From the earliest times, people in Ireland have marked the start of spring. They celebrated that the land had once again become fertile, birds began to lay eggs again and baby animals were born. When Christianity was introduced to Ireland, around the time St Patrick lived, many of these customs became connected with the resurrection of Jesus after his crucifixion, which is commemorated on Good Friday. Hence, the pagan beliefs around the rebirth of nature joined with the idea of Jesus’ resurrection.

Being a young Irish person, two things spring to mind when I think of Easter; the panic inducing, alcohol free Good Friday and the ill – fated Easter Rising of 1916. Leaving Easter itself in the back seat.

However, for the 78.3% of the population that identify as Catholics, it often means a whole lot more.
I remember as a kid, my granny would have a conniption if you put your cup of tea down on the table on Easter Sunday, as the priest was on his way to bless the house. I also remember that she’d get her haircut on Good Friday and God forbid we didn’t go to mass at least once during the holiday.

I also remember going from relation to relation’s house, collecting way too many Easter eggs than anyone should finish in a lifetime.

As I grew up, and started receiving money rather than eggs, I realized that Easter wasn’t just for the kids and the elderly.
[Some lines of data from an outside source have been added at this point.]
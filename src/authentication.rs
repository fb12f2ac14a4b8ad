use crate::core::role::{DomainSecrets, Role};
use crate::core::types::{Account, SessionRecord};
use crate::error::AuthError;
use crate::jwt::issue_session_token;
use crate::storage::{AccountRepository, SessionStore};
use bcrypt::{hash, verify, DEFAULT_COST};
use chrono::Utc;
use log::{info, warn};
use std::sync::Arc;
use std::time::Duration;
use uuid::Uuid;

/// Registers accounts and opens sessions on the account service.
pub struct Authenticator {
    accounts: Arc<dyn AccountRepository>,
    sessions: Arc<dyn SessionStore>,
    secrets: DomainSecrets,
    token_ttl: Duration,
    bcrypt_cost: u32,
}

impl Authenticator {
    pub fn new(
        accounts: Arc<dyn AccountRepository>,
        sessions: Arc<dyn SessionStore>,
        secrets: DomainSecrets,
        token_ttl: Duration,
    ) -> Self {
        Authenticator {
            accounts,
            sessions,
            secrets,
            token_ttl,
            bcrypt_cost: DEFAULT_COST,
        }
    }

    /// Lower costs are only meant for tests.
    pub fn with_bcrypt_cost(mut self, cost: u32) -> Self {
        self.bcrypt_cost = cost;
        self
    }

    pub async fn register(
        &self,
        username: &str,
        email: &str,
        password: &str,
        role: Role,
    ) -> Result<Account, AuthError> {
        if username.trim().is_empty() || email.trim().is_empty() || password.is_empty() {
            return Err(AuthError::InvalidRequest(
                "username, email and password are required".to_string(),
            ));
        }

        let password_hash = hash(password, self.bcrypt_cost).map_err(|_| AuthError::HashingError)?;
        let account = Account {
            username: username.to_string(),
            email: email.to_string(),
            password_hash,
            role,
            created_at: Utc::now(),
        };

        if !self.accounts.insert(account.clone()).await? {
            return Err(AuthError::DuplicateAccount(username.to_string()));
        }
        info!("Registered {} account {}", role, username);
        Ok(account)
    }

    /// Checks the password, stores a session record and returns a bearer
    /// token signed in the trust domain of the account's role.
    pub async fn login(&self, username: &str, password: &str) -> Result<String, AuthError> {
        let account = match self.accounts.find_by_username(username).await? {
            Some(account) => account,
            None => {
                warn!("Login attempt for unknown account {}", username);
                return Err(AuthError::InvalidCredentials);
            }
        };

        if !verify(password, &account.password_hash).map_err(|_| AuthError::HashingError)? {
            warn!("Login attempt with wrong password for {}", username);
            return Err(AuthError::InvalidCredentials);
        }

        let session_id = Uuid::new_v4().to_string();
        self.sessions
            .save_session(&session_id, &SessionRecord::from_account(&account))
            .await?;

        let token = issue_session_token(&session_id, account.role, &self.secrets, self.token_ttl)?;
        info!("Opened session for {} ({})", account.username, account.role);
        Ok(token)
    }
}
I was exposed to the pre-Good Friday alcohol shop and the Fairyhouse Festival, one of the most prestigious horse racing events of the year.

While it’s not really celebrated in China, some of the established churches with buildings treat it like a mini Chinese New Year complete with red paper slogans called chūnlián (春联) on the church building and in the homes, special bands or music, and special decorations.

And of course, if you’re looking for your Easter chocolate fix, Baopals can sort you out..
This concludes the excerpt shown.